INFORMATION SUPPLIED Start Marker

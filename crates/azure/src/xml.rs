//! Minimal XML handling for Blob service payloads
//!
//! The service's responses are flat and predictable, so elements are located
//! by tag search rather than with a full parser. Text content is unescaped.

use std::collections::BTreeMap;
use std::time::SystemTime;

use jiff::Timestamp;

use cd_core::{AccessPolicy, BlobEntry, BlobKind, ContainerInfo, ListSegment, PageRange, Permissions};

/// Inner text of every `<tag>` element in `xml`, in document order
///
/// Matches `<tag>` and `<tag attr="...">` but not `<tagSuffix>`. A
/// self-closing `<tag/>` yields an empty string.
pub fn elements<'a>(xml: &'a str, tag: &str) -> Vec<&'a str> {
    let open = format!("<{tag}");
    let close = format!("</{tag}>");
    let mut found = Vec::new();
    let mut rest = xml;

    while let Some(start) = rest.find(&open) {
        let after_name = &rest[start + open.len()..];
        let Some(gt) = after_name.find('>') else {
            break;
        };
        let head = &after_name[..gt];
        if !(head.is_empty() || head.starts_with(char::is_whitespace) || head.starts_with('/')) {
            rest = after_name;
            continue;
        }
        let body_start = &after_name[gt + 1..];
        if head.ends_with('/') {
            found.push("");
            rest = body_start;
            continue;
        }
        let Some(end) = body_start.find(&close) else {
            break;
        };
        found.push(&body_start[..end]);
        rest = &body_start[end + close.len()..];
    }

    found
}

/// Unescaped text of the first `<tag>` element
pub fn text(xml: &str, tag: &str) -> Option<String> {
    elements(xml, tag).first().map(|t| unescape(t))
}

pub fn unescape(text: &str) -> String {
    if !text.contains('&') {
        return text.to_string();
    }
    text.replace("&lt;", "<")
        .replace("&gt;", ">")
        .replace("&quot;", "\"")
        .replace("&apos;", "'")
        .replace("&amp;", "&")
}

pub fn escape(text: &str) -> String {
    text.replace('&', "&amp;")
        .replace('<', "&lt;")
        .replace('>', "&gt;")
        .replace('"', "&quot;")
        .replace('\'', "&apos;")
}

/// Parse an RFC 1123 date as used in `Last-Modified`
pub fn http_date(value: &str) -> Option<Timestamp> {
    let time: SystemTime = httpdate::parse_http_date(value.trim()).ok()?;
    Timestamp::try_from(time).ok()
}

fn next_marker(xml: &str) -> Option<String> {
    text(xml, "NextMarker").filter(|m| !m.is_empty())
}

/// `List Containers` response
pub fn parse_containers(xml: &str) -> (Vec<ContainerInfo>, Option<String>) {
    let containers = elements(xml, "Container")
        .into_iter()
        .filter_map(|c| {
            let mut info = ContainerInfo::new(text(c, "Name")?);
            info.last_modified = text(c, "Last-Modified").as_deref().and_then(http_date);
            info.etag = text(c, "Etag");
            Some(info)
        })
        .collect();
    (containers, next_marker(xml))
}

/// `List Blobs` response
pub fn parse_blobs(xml: &str) -> ListSegment {
    let items = elements(xml, "Blob")
        .into_iter()
        .filter_map(|b| {
            let name = text(b, "Name")?;
            let props = elements(b, "Properties").first().copied().unwrap_or_default();
            let kind = text(props, "BlobType")
                .as_deref()
                .and_then(BlobKind::from_wire)
                .unwrap_or_default();
            let size = text(props, "Content-Length")
                .and_then(|s| s.parse().ok())
                .unwrap_or(0);

            let mut entry = BlobEntry::new(name, kind, size);
            entry.last_modified = text(props, "Last-Modified").as_deref().and_then(http_date);
            entry.etag = text(props, "Etag");
            entry.content_type = text(props, "Content-Type").filter(|c| !c.is_empty());
            entry.snapshot = text(b, "Snapshot").filter(|s| !s.is_empty());
            entry.deleted = text(b, "Deleted").is_some_and(|d| d == "true");
            if let Some(meta) = elements(b, "Metadata").first() {
                entry.metadata = children(meta);
            }
            Some(entry)
        })
        .collect();

    ListSegment {
        items,
        next_marker: next_marker(xml),
    }
}

/// Direct `<key>value</key>` children of a metadata block
fn children(xml: &str) -> BTreeMap<String, String> {
    let mut map = BTreeMap::new();
    let mut rest = xml;
    while let Some(lt) = rest.find('<') {
        let after = &rest[lt + 1..];
        let Some(gt) = after.find('>') else {
            break;
        };
        let key = &after[..gt];
        let body = &after[gt + 1..];
        let close = format!("</{key}>");
        let Some(end) = body.find(&close) else {
            break;
        };
        map.insert(key.to_string(), unescape(&body[..end]));
        rest = &body[end + close.len()..];
    }
    map
}

/// `Get Page Ranges` response; clear ranges are ignored
pub fn parse_page_list(xml: &str) -> Vec<PageRange> {
    elements(xml, "PageRange")
        .into_iter()
        .filter_map(|r| {
            let start = text(r, "Start")?.parse().ok()?;
            let end = text(r, "End")?.parse().ok()?;
            Some(PageRange::new(start, end))
        })
        .collect()
}

/// `Get Container ACL` body
pub fn parse_signed_identifiers(xml: &str) -> BTreeMap<String, AccessPolicy> {
    elements(xml, "SignedIdentifier")
        .into_iter()
        .filter_map(|si| {
            let id = text(si, "Id")?;
            let ap = elements(si, "AccessPolicy").first().copied().unwrap_or_default();
            let policy = AccessPolicy {
                start: text(ap, "Start").and_then(|s| s.parse().ok()),
                expiry: text(ap, "Expiry").and_then(|s| s.parse().ok()),
                permissions: Permissions::from_letters(&text(ap, "Permission").unwrap_or_default()),
            };
            Some((id, policy))
        })
        .collect()
}

/// `Set Container ACL` body
pub fn signed_identifiers(policies: &BTreeMap<String, AccessPolicy>) -> String {
    let mut xml = String::from(r#"<?xml version="1.0" encoding="utf-8"?><SignedIdentifiers>"#);
    for (id, policy) in policies {
        xml.push_str("<SignedIdentifier><Id>");
        xml.push_str(&escape(id));
        xml.push_str("</Id><AccessPolicy>");
        if let Some(start) = policy.start {
            xml.push_str(&format!("<Start>{}</Start>", start.strftime("%Y-%m-%dT%H:%M:%SZ")));
        }
        if let Some(expiry) = policy.expiry {
            xml.push_str(&format!("<Expiry>{}</Expiry>", expiry.strftime("%Y-%m-%dT%H:%M:%SZ")));
        }
        xml.push_str(&format!("<Permission>{}</Permission>", policy.permissions));
        xml.push_str("</AccessPolicy></SignedIdentifier>");
    }
    xml.push_str("</SignedIdentifiers>");
    xml
}

/// `Code: Message` from a service error body, if it has one
pub fn error_message(body: &str) -> Option<String> {
    let code = text(body, "Code")?;
    match text(body, "Message") {
        Some(message) => Some(format!("{code}: {}", message.lines().next().unwrap_or_default())),
        None => Some(code),
    }
}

INFORMATION SUPPLIED End Marker

TASK DIRECTIONS ▸ From the entries, work out how many lines include the word "BlobKind", answering with the number only.

SOLUTION FOR THIS PROBLEM ▸ 2